SUMO Chain Formation by Plant Enzymes.

Methods Mol Biol

Department of Biochemistry and Cell Biology, Max F. Perutz Laboratories, University of Vienna, Dr. Bohr Gasse 9, 1030, Vienna, Austria.

Published: December 2017

SUMO conjugation is a conserved process of eukaryotes, and essential in metazoa. Different isoforms of SUMO are present in eukaryotic genomes. Saccharomyces cerevisiae has only one SUMO protein, humans have four and Arabidopsis thaliana has eight, the main isoforms being SUMO1 and SUMO2 with about 95 % identity. Functionally similar to human SUMO2 and SUMO3, Arabidopsis SUMO1 and 2 can form chains, even though they do not possess a consensus SUMOylation motif.

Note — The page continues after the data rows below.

//! UDS JSON-RPC server: minimal hand-rolled implementation.
//! Connection-per-request, newline-delimited JSON. `subscribe` keeps its
//! connection open and streams notifications until the client hangs up.

use std::path::Path;
use std::sync::Arc;

use anyhow::Context;

use serde::Deserialize;
use serde::de::DeserializeOwned;
use serde_json::{Value, json};
use tokio::io::{AsyncBufReadExt, AsyncWriteExt, BufReader};
use tokio::net::UnixListener;
use tokio::net::unix::{OwnedReadHalf, OwnedWriteHalf};
use tokio::sync::broadcast::error::RecvError;

use arcade_core::{ArcadeError, DeviceEvent, DeviceStatus, GameEvent, LaunchPayload, LaunchResult};
use arcade_launch::GameLauncher;
use arcade_serial::{SerialSupervisor, SerialTransport};

const PARSE_ERROR: i64 = -32700;
const METHOD_NOT_FOUND: i64 = -32601;
const INVALID_PARAMS: i64 = -32602;
const INTERNAL_ERROR: i64 = -32603;

/// Everything the IPC handlers reach.
pub struct AppState<T: SerialTransport> {
    pub launcher: GameLauncher,
    pub serial: SerialSupervisor<T>,
}

#[derive(Debug, Clone, PartialEq, Eq)]
pub(crate) struct RpcError {
    pub code: i64,
    pub message: String,
}

impl RpcError {
    fn method_not_found(method: &str) -> Self {
        Self {
            code: METHOD_NOT_FOUND,
            message: format!("method not found: {method}"),
        }
    }

    fn invalid_params(e: impl std::fmt::Display) -> Self {
        Self {
            code: INVALID_PARAMS,
            message: format!("invalid params: {e}"),
        }
    }

    fn internal(e: impl std::fmt::Display) -> Self {
        Self {
            code: INTERNAL_ERROR,
            message: e.to_string(),
        }
    }
}

// ─── Params ─────────────────────────────────────────────────────────

#[derive(Deserialize)]
struct FullscreenParams {
    fullscreen: bool,
}

#[derive(Deserialize, Default)]
#[serde(rename_all = "camelCase")]
struct ConnectParams {
    #[serde(default)]
    preferred_path: Option<String>,
}

#[derive(Deserialize)]
struct SendCommandParams {
    command: String,
}

#[derive(Deserialize)]
#[serde(rename_all = "camelCase")]
struct RunModuleParams {
    module_key: String,
}

/// Absent params are treated as `{}`.
fn parse_params<P: DeserializeOwned>(params: &Value) -> Result<P, RpcError> {
    let params = if params.is_null() {
        json!({})
    } else {
        params.clone()
    };
    serde_json::from_value(params).map_err(RpcError::invalid_params)
}

// ─── Server ─────────────────────────────────────────────────────────

/// Bind the daemon socket. The parent directory is owner-only (0700) and the
/// socket 0600. A leftover socket nobody answers on is replaced; a live one
/// means another daemon owns it.
pub(crate) async fn bind_socket(socket_path: &str) -> anyhow::Result<UnixListener> {
    let path = Path::new(socket_path);
    let socket_dir = path
        .parent()
        .ok_or_else(|| anyhow::anyhow!("invalid socket path {socket_path}"))?;
    std::fs::create_dir_all(socket_dir)
        .with_context(|| format!("cannot create {}", socket_dir.display()))?;

    #[cfg(unix)]
    {
        use std::os::unix::fs::PermissionsExt;
        std::fs::set_permissions(socket_dir, std::fs::Permissions::from_mode(0o700))?;
    }

    if path.exists() {
        if tokio::net::UnixStream::connect(path).await.is_ok() {
            anyhow::bail!("another arcade daemon is already running at {socket_path}");
        }
        remove_socket(socket_path);
        tracing::info!("removed stale socket at {socket_path}");
    }

    let listener = UnixListener::bind(path)
        .with_context(|| format!("cannot bind {socket_path}"))?;

    #[cfg(unix)]
    {
        use std::os::unix::fs::PermissionsExt;
        std::fs::set_permissions(path, std::fs::Permissions::from_mode(0o600))?;
    }
    Ok(listener)
}

/// Remove the socket file, ignoring a missing one.
pub(crate) fn remove_socket(socket_path: &str) {
    if let Err(e) = std::fs::remove_file(socket_path) {
        if e.kind() != std::io::ErrorKind::NotFound {
            tracing::warn!("cannot remove socket {socket_path}: {e}");
        }
    }
}

/// Run the UDS JSON-RPC server.
pub async fn run_server<T: SerialTransport>(
    socket_path: &str,
    state: Arc<AppState<T>>,
) -> anyhow::Result<()> {
    let listener = bind_socket(socket_path).await?;
    tracing::info!("UDS server listening on {socket_path}");

    loop {
        let (stream, _) = listener.accept().await?;
        let state = Arc::clone(&state);
        tokio::spawn(async move {
            if let Err(e) = handle_connection(stream, state).await {
                tracing::debug!("connection error: {e}");
            }
        });
    }
}

async fn handle_connection<T: SerialTransport>(
    stream: tokio::net::UnixStream,
    state: Arc<AppState<T>>,
) -> anyhow::Result<()> {
    let (reader, mut writer) = stream.into_split();
    let mut reader = BufReader::new(reader);
    let mut line = String::new();
    reader.read_line(&mut line).await?;

    let request: Value = match serde_json::from_str(line.trim()) {
        Ok(request) => request,
        Err(e) => {
            let err = RpcError {
                code: PARSE_ERROR,
                message: format!("parse error: {e}"),
            };
            return write_message(&mut writer, &error_response(Value::Null, err)).await;
        }
    };
    let method = request["method"].as_str().unwrap_or("");
    let id = request["id"].clone();

    if method == "subscribe" {
        return stream_events(reader, writer, id, &state).await;
    }

    tracing::debug!(method, "rpc request");
    let response = match dispatch(&state, method, &request["params"]).await {
        Ok(result) => json!({
            "jsonrpc": "2.0",
            "result": result,
            "id": id,
        }),
        Err(e) => error_response(id, e),
    };
    write_message(&mut writer, &response).await
}

/// Route one request to the launcher or the serial supervisor.
pub(crate) async fn dispatch<T: SerialTransport>(
    state: &AppState<T>,
    method: &str,
    params: &Value,
) -> Result<Value, RpcError> {
    match method {
        "setFullscreen" => {
            let p: FullscreenParams = parse_params(params)?;
            let success = state.launcher.set_fullscreen(p.fullscreen);
            Ok(json!({ "success": success }))
        }
        "launchGame" => {
            let payload: LaunchPayload =
                serde_json::from_value(params.clone()).map_err(RpcError::invalid_params)?;
            let result = state
                .launcher
                .launch(payload.into())
                .await
                .map(|outcome| outcome.message());
            reply(result)
        }
        "diyFlipperGetStatus" => to_json(&state.serial.status()),
        "diyFlipperListPorts" => to_json(&state.serial.list_ports().await),
        "diyFlipperConnect" => {
            let p: ConnectParams = parse_params(params)?;
            reply(state.serial.connect(p.preferred_path.as_deref()).await)
        }
        "diyFlipperDisconnect" => reply(state.serial.disconnect().await),
        "diyFlipperSendCommand" => {
            let p: SendCommandParams = parse_params(params)?;
            reply(state.serial.send_command(&p.command).await)
        }
        "diyFlipperRunModule" => {
            let p: RunModuleParams = parse_params(params)?;
            reply(state.serial.run_module(&p.module_key).await)
        }
        _ => Err(RpcError::method_not_found(method)),
    }
}

/// Domain failures are replies, not RPC errors: `{success: false, message}`.
fn reply<M: Into<String>>(result: Result<M, ArcadeError>) -> Result<Value, RpcError> {
    to_json(&LaunchResult::from(result))
}

fn to_json<S: serde::Serialize>(value: &S) -> Result<Value, RpcError> {
    serde_json::to_value(value).map_err(RpcError::internal)
}

fn error_response(id: Value, e: RpcError) -> Value {
    json!({
        "jsonrpc": "2.0",
        "error": {"code": e.code, "message": e.message},
        "id": id,
    })
}

async fn write_message(writer: &mut OwnedWriteHalf, message: &Value) -> anyhow::Result<()> {
    let mut resp = serde_json::to_string(message)?;
    resp.push('\n');
    writer.write_all(resp.as_bytes()).await?;
    Ok(())
}

// ─── Subscriptions ──────────────────────────────────────────────────

async fn stream_events<T: SerialTransport>(
    mut reader: BufReader<OwnedReadHalf>,
    mut writer: OwnedWriteHalf,
    id: Value,
    state: &AppState<T>,
) -> anyhow::Result<()> {
    let mut games = state.launcher.subscribe();
    let mut device = state.serial.subscribe();

    let ack = json!({"jsonrpc": "2.0", "result": {"subscribed": true}, "id": id});
    write_message(&mut writer, &ack).await?;
    write_message(&mut writer, &status_notification(&state.serial.status())).await?;
    tracing::debug!("subscriber attached");

    let mut scratch = String::new();
    loop {
        let message = tokio::select! {
            event = games.recv() => match event {
                Ok(event) => game_notification(&event),
                Err(RecvError::Lagged(n)) => {
                    tracing::warn!(skipped = n, "subscriber lagged on game events");
                    continue;
                }
                Err(RecvError::Closed) => break,
            },
            event = device.recv() => match event {
                Ok(event) => device_notification(&event),
                Err(RecvError::Lagged(n)) => {
                    tracing::warn!(skipped = n, "subscriber lagged on device events, resyncing");
                    status_notification(&state.serial.status())
                }
                Err(RecvError::Closed) => break,
            },
            read = reader.read_line(&mut scratch) => match read {
                Ok(0) | Err(_) => break,
                Ok(_) => {
                    scratch.clear();
                    continue;
                }
            },
        };
        if write_message(&mut writer, &message).await.is_err() {
            break;
        }
    }

    tracing::debug!("subscriber detached");
    Ok(())
}

fn notification(method: &str, params: Value) -> Value {
    json!({
        "jsonrpc": "2.0",
        "method": method,
        "params": params,
    })
}

pub(crate) fn status_notification(status: &DeviceStatus) -> Value {
    notification(
        "diyFlipperStatus",
        serde_json::to_value(status).unwrap_or(Value::Null),
    )
}

pub(crate) fn game_notification(event: &GameEvent) -> Value {
    match event {
        GameEvent::Exited { game_path, code } => notification(
            "gameExited",
            json!({"gamePath": game_path, "code": code}),
        ),
    }
}

pub(crate) fn device_notification(event: &DeviceEvent) -> Value {
    match event {
        DeviceEvent::Status(status) => status_notification(status),
        DeviceEvent::Line(line) => notification("diyFlipperLine", json!({ "line": line })),
    }
}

The surprising finding that plants have dedicated enzymes for chain synthesis implies a specific role for SUMO chains in plants. By the cooperative action with SUMO chain recognizing ubiquitin ligases, chains might channel substrates into the ubiquitin-dependent degradation pathway.A method is described to generate SUMO chains, using plant enzymes produced in E. coli. In vitro SUMO chain formation may serve for further analysis of SUMO chain functions. It can also provide an easy-to-synthesize substrate for SUMO-specific proteases.